_About this exercise_.
For the records below, print the lines from the line with "in scene coordinates." through the line with "mod factor;" exactly as written; include both end lines and exclude the rest.

_Data provided_.

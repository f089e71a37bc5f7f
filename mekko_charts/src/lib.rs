// Copyright 2026 the Mekko Authors
// SPDX-License-Identifier: Apache-2.0 OR MIT

//! Marimekko (mosaic) layout and small chart builders for `mekko_core`.
//!
//! This crate has two layers:
//! - **Layout utilities**: [`normalize`], [`cumulative_boundaries`], [`factors`],
//!   [`median_divisor`], [`GridShape`] and the [`MosaicLayout`] engine. These work in a unit
//!   square and know nothing about rendering.
//! - **Chart builders**: [`MarimekkoSpec`] and [`DotChartSpec`] turn data into a
//!   [`mekko_core::Figure`] of marks in scene coordinates.
//!
//! ```
//! use mekko_charts::{GridShape, MarimekkoSpec, MosaicLayout};
//!
//! let layout = MosaicLayout::compute(&[4.0, 3.0, 2.0, 1.0], GridShape::new(2, 2), 0.0)?;
//! assert_eq!(layout.cols().len(), 3);
//!
//! let figure = MarimekkoSpec::new().with_text(true).figure(vec![4.0, 3.0, 2.0, 1.0])?;
//! assert_eq!(figure.len(), 8);
//! # Ok::<(), mekko_charts::ChartError>(())
//! ```
//!
//! Text shaping is out of scope; text marks store unshaped strings.

#![no_std]

extern crate alloc;

#[cfg(test)]
mod chart_tests;
mod colormap;
mod dot_chart;
mod error;
mod factor;
#[cfg(not(feature = "std"))]
mod float;
mod layout;
mod level;
mod marimekko;
mod measure;
mod mosaic;
mod normalize;
mod rect_mark;
mod series;
mod shape;
mod symbol;
mod text_mark;
mod title;
pub mod z_order;

pub use colormap::{Colormap, Palette};
pub use dot_chart::DotChartSpec;
pub use error::{Axis, ChartError};
pub use factor::{Divisors, factors, median_divisor, sorted_factors};
pub use layout::ChartLayout;
pub use level::Level;
pub use marimekko::MarimekkoSpec;
pub use measure::{HeuristicTextMeasurer, TextMeasurer};
pub use mosaic::{Cell, MosaicLayout};
pub use normalize::{cumulative_boundaries, normalize};
pub use rect_mark::RectMarkSpec;
pub use series::{Series, SortedSeries};
pub use shape::GridShape;
pub use symbol::Symbol;
pub use text_mark::TextMarkSpec;
pub use title::TitleSpec;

_Finished task_.
//!   [`mekko_core::Figure`] of marks in scene coordinates.
//!
//! ```
//! use mekko_charts::{GridShape, MarimekkoSpec, MosaicLayout};
//!
//! let layout = MosaicLayout::compute(&[4.0, 3.0, 2.0, 1.0], GridShape::new(2, 2), 0.0)?;
//! assert_eq!(layout.cols().len(), 3);
//!
//! let figure = MarimekkoSpec::new().with_text(true).figure(vec![4.0, 3.0, 2.0, 1.0])?;
//! assert_eq!(figure.len(), 8);
//! # Ok::<(), mekko_charts::ChartError>(())
//! ```
//!
//! Text shaping is out of scope; text marks store unshaped strings.

#![no_std]

extern crate alloc;

#[cfg(test)]
mod chart_tests;
mod colormap;
mod dot_chart;
mod error;
mod factor;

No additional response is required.